Moreover, a new business case regarding Cloud Computing is now emerging: Big Data. Here, huge amounts of unstructured data at a great velocity must be managed, i.e. stored, analyzed, interpreted, corrected, etc. The notion of Big Data was firstly introduced by Pettey and Goasduff (2011) in 2011 where the three above-mentioned properties volume, variety and velocity are explained in greater detail. With respect to this, Cloud Computing is able to offer dynamically scalable resources to address these three challenges: instead of huge initial or new investments in better hardware, the required capabilities can be rented on-demand. Then, they can be used for a certain time, be dynamically scaled according to the data volume and velocity, and finally just turned off when they are not required anymore. Thus, two of the three Big Data properties are addressed, but variety is still a challenging issue. Here, NoSQL (not only SQL) databases offer promising features to efficiently store unstructured data. These new kinds of databases are considered in more detail in this chapter and are therefore defined in the following section.

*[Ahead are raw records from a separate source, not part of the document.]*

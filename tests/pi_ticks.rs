use sinescope::pi_ticks::{half_pi_label, tick_pixel_x, visible_tick_indices, TICK_STEP};
use sinescope::viewport::Viewport;

#[test]
fn origin_tick_has_no_label() {
    assert_eq!(half_pi_label(0), None);
}

#[test]
fn odd_indices_are_half_pi_fractions() {
    assert_eq!(half_pi_label(1).unwrap(), "π/2");
    assert_eq!(half_pi_label(3).unwrap(), "3π/2");
    assert_eq!(half_pi_label(5).unwrap(), "5π/2");
    assert_eq!(half_pi_label(-1).unwrap(), "-π/2");
    assert_eq!(half_pi_label(-3).unwrap(), "-3π/2");
}

#[test]
fn even_indices_are_whole_pi_multiples() {
    assert_eq!(half_pi_label(2).unwrap(), "π");
    assert_eq!(half_pi_label(4).unwrap(), "2π");
    assert_eq!(half_pi_label(6).unwrap(), "3π");
    assert_eq!(half_pi_label(-2).unwrap(), "-π");
    assert_eq!(half_pi_label(-4).unwrap(), "-2π");
}

#[test]
fn unit_coefficient_is_omitted() {
    // Never "1π" or "1π/2".
    for i in [-2i64, -1, 1, 2] {
        let label = half_pi_label(i).unwrap();
        assert!(
            !label.contains('1'),
            "coefficient 1 must be omitted, got: {}",
            label
        );
    }
}

#[test]
fn visible_indices_stay_inside_the_canvas() {
    let vp = Viewport::from_container(800.0, 600.0, 1.0);
    let indices = visible_tick_indices(&vp);
    // Origin at x = 200, scale 100: π/2 ticks land every ~157 px.
    assert_eq!(indices, -1..=3);
    for i in indices {
        let x = tick_pixel_x(&vp, i);
        assert!(
            (0.0..=vp.width).contains(&x),
            "tick {} at {} px escapes [0, {}]",
            i,
            x,
            vp.width
        );
    }
}

#[test]
fn tick_positions_follow_the_plot_scale() {
    let vp = Viewport::from_container(800.0, 600.0, 1.0);
    let x = tick_pixel_x(&vp, 2);
    let expected = vp.origin.0 + 2.0 * TICK_STEP * vp.scale;
    assert!((x - expected).abs() < 1e-9);
}

#[test]
fn narrow_canvas_can_have_no_labeled_ticks() {
    // 100 px wide: origin at 25, only the i = 0 tick fits.
    let vp = Viewport::from_container(100.0, 600.0, 1.0);
    let labeled: Vec<_> = visible_tick_indices(&vp)
        .filter_map(half_pi_label)
        .collect();
    assert!(labeled.is_empty(), "unexpected labels: {:?}", labeled);
}
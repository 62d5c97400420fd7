use std::f64::consts::PI;

use sinescope::{format_equation, SineParams};

fn params(a: f64, omega: f64, phi: f64, b: f64) -> SineParams {
    SineParams { a, omega, phi, b }
}

#[test]
fn defaults_render_minimal_form() {
    assert_eq!(format_equation(&SineParams::default()), "y = 1.0 sin(1.0x)");
}

#[test]
fn zero_phase_and_offset_terms_are_omitted() {
    let s = format_equation(&params(2.0, 3.0, 0.0, 0.0));
    assert_eq!(s, "y = 2.0 sin(3.0x)");
    assert!(!s.contains('π'));
}

#[test]
fn positive_phase_and_negative_offset() {
    let s = format_equation(&params(2.0, 1.0, PI, -3.0));
    assert!(s.contains("+ 1.0π"), "got: {}", s);
    assert!(s.contains("- 3.0"), "got: {}", s);
    assert_eq!(s, "y = 2.0 sin(1.0x + 1.0π) - 3.0");
}

#[test]
fn negative_phase_renders_with_minus_sign() {
    let s = format_equation(&params(1.0, 2.0, -PI / 2.0, 0.0));
    assert_eq!(s, "y = 1.0 sin(2.0x - 0.5π)");
}

#[test]
fn positive_offset_renders_with_plus_sign() {
    let s = format_equation(&params(1.0, 1.0, 0.0, 2.0));
    assert_eq!(s, "y = 1.0 sin(1.0x) + 2.0");
}

#[test]
fn small_but_nonzero_terms_are_kept() {
    // Omission is for exact zeros only.
    let s = format_equation(&params(1.0, 1.0, 0.01, 0.04));
    assert!(s.contains('π'), "got: {}", s);
    assert!(s.contains("+ 0.0"), "got: {}", s);
}

#[test]
fn negative_amplitude_is_shown_as_is() {
    let s = format_equation(&params(-1.5, 1.0, 0.0, 0.0));
    assert_eq!(s, "y = -1.5 sin(1.0x)");
}
//! Symbolic tick labels for the X axis at multiples of π/2.
//!
//! The axis is labeled in exact π fractions rather than decimals, so the
//! curve's landmarks (zero crossings, peaks of the unit sine) land on
//! labeled gridlines. Tick index `i` stands for the plot-space position
//! `i·π/2`.

use std::f64::consts::FRAC_PI_2;

use crate::viewport::Viewport;

/// Plot-space spacing between adjacent X ticks: π/2.
pub const TICK_STEP: f64 = FRAC_PI_2;

/// Render the symbolic label for tick index `i` (position `i·π/2`).
///
/// Returns `None` for `i = 0` — the origin is the axis crossing and gets no
/// label. The coefficient `1` is always omitted (`π`, not `1π`; `π/2`, not
/// `1π/2`).
///
/// ```
/// # use sinescope::pi_ticks::half_pi_label;
/// assert_eq!(half_pi_label(0), None);
/// assert_eq!(half_pi_label(1).unwrap(), "π/2");
/// assert_eq!(half_pi_label(2).unwrap(), "π");
/// assert_eq!(half_pi_label(3).unwrap(), "3π/2");
/// assert_eq!(half_pi_label(-2).unwrap(), "-π");
/// ```
pub fn half_pi_label(i: i64) -> Option<String> {
    if i == 0 {
        return None;
    }
    let sign = if i < 0 { "-" } else { "" };
    let mag = i.unsigned_abs();
    let label = if i % 2 == 0 {
        // Even index: a whole multiple of π.
        let coeff = mag / 2;
        if coeff == 1 {
            format!("{sign}π")
        } else {
            format!("{sign}{coeff}π")
        }
    } else if mag == 1 {
        format!("{sign}π/2")
    } else {
        format!("{sign}{mag}π/2")
    };
    Some(label)
}

/// Inclusive range of tick indices whose pixel position lies within
/// `[0, width]` of the given viewport.
///
/// Ticks outside the canvas are skipped entirely — no wraparound and no
/// partially-clipped marks.
pub fn visible_tick_indices(viewport: &Viewport) -> std::ops::RangeInclusive<i64> {
    let lo = (viewport.to_plot_x(0.0) / TICK_STEP).ceil() as i64;
    let hi = (viewport.to_plot_x(viewport.width) / TICK_STEP).floor() as i64;
    lo..=hi
}

/// Pixel-space X of tick index `i`.
pub fn tick_pixel_x(viewport: &Viewport, i: i64) -> f64 {
    viewport.to_pixel(i as f64 * TICK_STEP, 0.0).0
}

Additionally, it is a fact that the more data are collected, the more important becomes privacy and security for enterprises as well as for end-customers. This becomes even more challenging, if data are managed in the cloud at an external provider. Therefore, the increasing usage of cloud services is accompanied by concerns regarding security, compliance, and privacy and customers depend on the security measures of the service providers. Moreover, for customers it is not transparent, which security measures are implemented by the provider Neves, Correia, Bruno, Fernando,and Paulo (2013), Sood (2012), and Cloud Security Alliance (2013). Hence, challenges of data privacy and compliance still are the most significant obstacles for an increased usage of Cloud Computing (Gens & Shirer, 2013).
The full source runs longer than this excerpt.